Thursday, July 31, 2008

The circumstance of Ulysses S. Grants' autobiography

Quoted from Nicholas A. Basbanes in his Every Book Its Reader, pages 144-145

. . . Ulysses S. Grant, whose Personal Memoirs (1885) are by common consent far and away the best, distinctive for their candor, honesty and incisive thought. "Although frequently urged by friends to write my memoirs," Grant wrote in his preface, "I had determined never to do so, nor to write anything for publication," and then explained why he changed his mind:

At the age of nearly sixty-two I received an injury from a fall, which confined me closely to the house while it did not apparently affect my general health. This made study a pleasant pastime. Shortly after, the rascality of a business partner developed itself by the announcement of failure. This was followed soon after by universal depression of all securities, which seemed to threaten the extinction of a good part of the income still retained, and for which I am indebted to the kindly acts of friends. At this juncture the editor of the Century Magazine asked me to write a few articles for him. I consented for the money it gave me; for at that moment I was living upon borrowed money. The work I found congenial and I determined to continue it. The event is an important one for me, good or evil; I hope for the former.

The editor and publisher of the memoirs was Mark Twain, whose selfless dedication to Grant and his welfare was extraordinary. Suffering grievously from throat cancer, Grant toiled on the book for eleven months, turning out in some instances ten thousand words in a single day, a level of production that amazed everyone who read his copy.
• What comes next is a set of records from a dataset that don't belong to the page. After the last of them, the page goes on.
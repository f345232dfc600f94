//! Anti-repeat word selection
//!
//! Wraps a [`CandidateSource`] in a bounded fetch-and-filter loop: over-ask,
//! drop anything seen in the exclusion window, top up, stop. Rejection is
//! whole-candidate: a stale example sentence disqualifies the word that
//! carries it.

use tracing::warn;

use crate::generator::{BatchRequest, CandidateSource, GeneratorResult};
use crate::normalize::normalize;
use crate::types::VocabularyWord;
use crate::usage::UsageStore;

/// Upper bound on fetch rounds per selection
pub const MAX_ROUNDS: usize = 3;
/// Extra candidates asked for in the first round
const FIRST_ROUND_OVERFETCH: usize = 5;
/// Extra candidates asked for in each top-up round
const TOP_UP_OVERFETCH: usize = 3;

/// Outcome of one selection: the accepted words, in acceptance order,
/// plus what was asked for so callers can surface a shortfall
#[derive(Debug)]
pub struct Selection {
    pub words: Vec<VocabularyWord>,
    pub requested: usize,
}

impl Selection {
    pub fn is_short(&self) -> bool {
        self.words.len() < self.requested
    }
}

/// Stateful selection over a candidate source and the usage store
pub struct Selector<'a> {
    source: &'a dyn CandidateSource,
    store: &'a mut UsageStore,
}

impl<'a> Selector<'a> {
    pub fn new(source: &'a dyn CandidateSource, store: &'a mut UsageStore) -> Self {
        Self { source, store }
    }

    /// Select up to `count` fresh words for `topics`.
    ///
    /// "Fresh" means the normalized word and the normalized sentence are both
    /// absent from the trailing `exclude_days` window and from everything
    /// accepted earlier in this call. Accepted items are written to the store
    /// immediately, so a crash mid-selection never hands out a repeat later.
    ///
    /// A shortfall is not an error: after [`MAX_ROUNDS`] rounds, or two
    /// consecutive calls that failed or came back empty, the partial result
    /// is returned and the caller decides what to tell the user. A batch of
    /// nothing-but-duplicates still buys the next round.
    pub async fn select_words(
        &mut self,
        count: usize,
        topics: &[String],
        exclude_days: u32,
    ) -> Selection {
        let mut seen_words = self.store.used_words_in_range(exclude_days);
        let mut seen_sentences = self.store.used_sentences_in_range(exclude_days);

        let mut selected: Vec<VocabularyWord> = Vec::with_capacity(count);
        let mut empty_rounds = 0;

        for round in 0..MAX_ROUNDS {
            if selected.len() >= count {
                break;
            }

            let ask = if round == 0 {
                count + FIRST_ROUND_OVERFETCH
            } else {
                count - selected.len() + TOP_UP_OVERFETCH
            };
            // The do-not-reuse hint goes out with the first call only;
            // top-up rounds rely on local filtering
            let avoid_words = if round == 0 {
                let mut avoid: Vec<String> = seen_words.iter().cloned().collect();
                avoid.sort();
                avoid
            } else {
                Vec::new()
            };
            let request = BatchRequest {
                count: ask,
                topics: topics.to_vec(),
                avoid_words,
            };

            let candidates = match self.source.vocabulary_batch(&request).await {
                GeneratorResult::Ok(candidates) => candidates,
                GeneratorResult::Malformed { error, .. } => {
                    warn!("Candidate batch did not decode in round {round}: {error}");
                    Vec::new()
                }
                GeneratorResult::ServiceError { status, detail } => {
                    warn!(
                        "Candidate batch failed in round {round} (status {status:?}): {detail}"
                    );
                    Vec::new()
                }
            };

            // Only a failed or empty call counts toward the cutoff; a round
            // whose candidates are all duplicates is not "empty"
            if candidates.is_empty() {
                empty_rounds += 1;
                if empty_rounds >= 2 {
                    break;
                }
                continue;
            }
            empty_rounds = 0;

            for candidate in candidates {
                if selected.len() >= count {
                    break;
                }
                let word_key = normalize(&candidate.word);
                if word_key.is_empty() || seen_words.contains(&word_key) {
                    continue;
                }
                let sentence_key = normalize(&candidate.sentence);
                if !sentence_key.is_empty() && seen_sentences.contains(&sentence_key) {
                    continue;
                }

                seen_words.insert(word_key);
                if !sentence_key.is_empty() {
                    seen_sentences.insert(sentence_key);
                }
                self.store.record_word(&candidate.word);
                self.store.record_sentence(&candidate.sentence);
                selected.push(candidate);
            }
        }

        if selected.len() < count {
            warn!("Selected {} of {count} requested words", selected.len());
        }
        Selection {
            words: selected,
            requested: count,
        }
    }
}

#[cfg(test)]
mod tests {
    use super::*;
    use std::collections::VecDeque;
    use std::sync::Mutex;

    use async_trait::async_trait;
    use chrono::Local;

    use crate::generator::ParseError;
    use crate::types::WordLearningRecord;

    /// Scripted candidate source: pops one queued response per call and
    /// records every request it sees
    struct ScriptedSource {
        responses: Mutex<VecDeque<GeneratorResult<Vec<VocabularyWord>>>>,
        requests: Mutex<Vec<BatchRequest>>,
    }

    impl ScriptedSource {
        fn new(responses: Vec<GeneratorResult<Vec<VocabularyWord>>>) -> Self {
            Self {
                responses: Mutex::new(responses.into()),
                requests: Mutex::new(Vec::new()),
            }
        }

        fn requests(&self) -> Vec<BatchRequest> {
            self.requests.lock().unwrap().clone()
        }
    }

    #[async_trait]
    impl CandidateSource for ScriptedSource {
        async fn vocabulary_batch(
            &self,
            request: &BatchRequest,
        ) -> GeneratorResult<Vec<VocabularyWord>> {
            self.requests.lock().unwrap().push(request.clone());
            self.responses
                .lock()
                .unwrap()
                .pop_front()
                .unwrap_or(GeneratorResult::Ok(Vec::new()))
        }
    }

    fn candidate(word: &str, sentence: &str) -> VocabularyWord {
        VocabularyWord::candidate(word, "def.", sentence)
    }

    fn candidates(pairs: &[(&str, &str)]) -> Vec<VocabularyWord> {
        pairs.iter().map(|(w, s)| candidate(w, s)).collect()
    }

    fn empty_store() -> UsageStore {
        let dir = tempfile::tempdir().unwrap();
        UsageStore::open(dir.path().join("usage_record.json"))
    }

    #[tokio::test]
    async fn test_first_round_overfetches_and_truncates() {
        let source = ScriptedSource::new(vec![GeneratorResult::Ok(candidates(&[
            ("alpha", "Alpha one."),
            ("beta", "Beta one."),
            ("gamma", "Gamma one."),
        ]))]);
        let mut store = empty_store();

        let selection = Selector::new(&source, &mut store)
            .select_words(2, &["science".into()], 7)
            .await;

        assert_eq!(selection.words.len(), 2);
        assert!(!selection.is_short());
        assert_eq!(selection.words[0].word, "alpha");
        assert_eq!(selection.words[1].word, "beta");

        let requests = source.requests();
        assert_eq!(requests.len(), 1);
        assert_eq!(requests[0].count, 7, "first round asks for count + 5");
    }

    #[tokio::test]
    async fn test_recently_used_words_are_rejected() {
        let source = ScriptedSource::new(vec![GeneratorResult::Ok(candidates(&[
            ("Erosion", "Coastal erosion accelerates."),
            ("fresh", "A fresh sentence."),
        ]))]);
        let mut store = empty_store();
        store.record_word_learning(WordLearningRecord::from_session(
            &candidate("erosion", "Old erosion sentence."),
            Local::now().date_naive(),
        ));

        let selection = Selector::new(&source, &mut store)
            .select_words(1, &["environment".into()], 7)
            .await;

        assert_eq!(selection.words.len(), 1);
        assert_eq!(selection.words[0].word, "fresh");

        // The do-not-reuse hint carries the history
        assert!(source.requests()[0]
            .avoid_words
            .contains(&"erosion".to_string()));
    }

    #[tokio::test]
    async fn test_stale_sentence_disqualifies_whole_candidate() {
        let source = ScriptedSource::new(vec![GeneratorResult::Ok(candidates(&[
            ("novel", "The logo is everywhere."),
            ("fresh", "A fresh sentence."),
        ]))]);
        let mut store = empty_store();
        store.record_word_learning(WordLearningRecord::from_session(
            &candidate("ubiquitous", "The logo is everywhere!"),
            Local::now().date_naive(),
        ));

        let selection = Selector::new(&source, &mut store)
            .select_words(1, &["business".into()], 7)
            .await;

        // "novel" itself is unused, but its sentence is not
        assert_eq!(selection.words.len(), 1);
        assert_eq!(selection.words[0].word, "fresh");
    }

    #[tokio::test]
    async fn test_duplicates_within_one_batch_are_dropped() {
        let source = ScriptedSource::new(vec![GeneratorResult::Ok(candidates(&[
            ("alpha", "Alpha one."),
            ("Alpha", "Alpha two."),
            ("beta", "Beta one."),
        ]))]);
        let mut store = empty_store();

        let selection = Selector::new(&source, &mut store)
            .select_words(3, &["science".into()], 7)
            .await;

        let words: Vec<&str> = selection.words.iter().map(|w| w.word.as_str()).collect();
        assert_eq!(words, vec!["alpha", "beta"]);
    }

    #[tokio::test]
    async fn test_top_up_round_fills_shortfall() {
        let source = ScriptedSource::new(vec![
            GeneratorResult::Ok(candidates(&[("alpha", "Alpha one.")])),
            GeneratorResult::Ok(candidates(&[("beta", "Beta one."), ("gamma", "Gamma one.")])),
        ]);
        let mut store = empty_store();

        let selection = Selector::new(&source, &mut store)
            .select_words(2, &["education".into()], 7)
            .await;

        assert_eq!(selection.words.len(), 2);
        let requests = source.requests();
        assert_eq!(requests.len(), 2);
        assert_eq!(requests[1].count, 4, "top-up asks for remaining + 3");
        // The hint goes out with the first call only
        assert!(requests[1].avoid_words.is_empty());
    }

    #[tokio::test]
    async fn test_only_round_zero_carries_the_avoid_hint() {
        let source = ScriptedSource::new(vec![
            GeneratorResult::Ok(candidates(&[("beta", "Beta one.")])),
            GeneratorResult::Ok(candidates(&[("gamma", "Gamma one.")])),
        ]);
        let mut store = empty_store();
        store.record_word_learning(WordLearningRecord::from_session(
            &candidate("alpha", "Alpha one."),
            Local::now().date_naive(),
        ));

        Selector::new(&source, &mut store)
            .select_words(2, &["science".into()], 7)
            .await;

        let requests = source.requests();
        assert!(requests[0].avoid_words.contains(&"alpha".to_string()));
        assert!(requests[1].avoid_words.is_empty());
    }

    #[tokio::test]
    async fn test_duplicate_only_rounds_do_not_end_the_loop() {
        // Rounds one and two return nothing but an already-used word; the
        // third round still runs and supplies the fresh one
        let source = ScriptedSource::new(vec![
            GeneratorResult::Ok(candidates(&[("stale", "Old stale sentence.")])),
            GeneratorResult::Ok(candidates(&[("stale", "Old stale sentence.")])),
            GeneratorResult::Ok(candidates(&[("fresh", "A fresh sentence.")])),
        ]);
        let mut store = empty_store();
        store.record_word_learning(WordLearningRecord::from_session(
            &candidate("stale", "Old stale sentence."),
            Local::now().date_naive(),
        ));

        let selection = Selector::new(&source, &mut store)
            .select_words(1, &["science".into()], 7)
            .await;

        assert_eq!(source.requests().len(), 3);
        assert_eq!(selection.words.len(), 1);
        assert_eq!(selection.words[0].word, "fresh");
    }

    #[tokio::test]
    async fn test_two_consecutive_failed_rounds_stop_the_loop() {
        let source = ScriptedSource::new(vec![
            GeneratorResult::ServiceError {
                status: Some(503),
                detail: "overloaded".into(),
            },
            GeneratorResult::Malformed {
                raw: "not json".into(),
                error: ParseError::MissingText,
            },
            GeneratorResult::Ok(candidates(&[("alpha", "Alpha one.")])),
        ]);
        let mut store = empty_store();

        let selection = Selector::new(&source, &mut store)
            .select_words(3, &["health".into()], 7)
            .await;

        assert!(selection.words.is_empty());
        assert!(selection.is_short());
        assert_eq!(source.requests().len(), 2, "third round never runs");
    }

    #[tokio::test]
    async fn test_accepted_words_are_recorded_immediately() {
        let source = ScriptedSource::new(vec![GeneratorResult::Ok(candidates(&[(
            "alpha",
            "Alpha one.",
        )]))]);
        let mut store = empty_store();

        Selector::new(&source, &mut store)
            .select_words(1, &["science".into()], 7)
            .await;

        assert!(store.is_word_used("alpha"));
        assert!(store.is_sentence_used("Alpha one."));
    }
}
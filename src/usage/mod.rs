//! Usage tracking: which words and sentences have been shown, and when
//!
//! The record keeps flat normalized sets for fast duplicate lookups plus a
//! dated learning log for historical review. The store owns the record and
//! writes it through to a JSON file after every mutation.

mod record;
mod store;

pub use record::UsageRecord;
pub use store::UsageStore;
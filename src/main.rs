//! IELTS Trainer - console vocabulary and reading trainer

use ielts_trainer::cli;

#[tokio::main]
async fn main() -> anyhow::Result<()> {
    // Initialize logging (WARN level by default, use RUST_LOG=info for more)
    tracing_subscriber::fmt()
        .with_env_filter(
            tracing_subscriber::EnvFilter::from_default_env()
                .add_directive(tracing::Level::WARN.into()),
        )
        .init();

    cli::run().await
}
On July 19, 1885, Grant dictated the final words, his voice barely a whisper. A few hours after declaring he had finished, Grant wrote a letter to John Hancock Douglas, the doctor who had been treating him through the ordeal, declaring his readiness to die. "I first wanted so many days to work on my book so the authorship would be clearly mine," he announced with obvious relief. Four days later, he died; published posthumously, Personal Memoirs sold 300,000 copies in less than two years.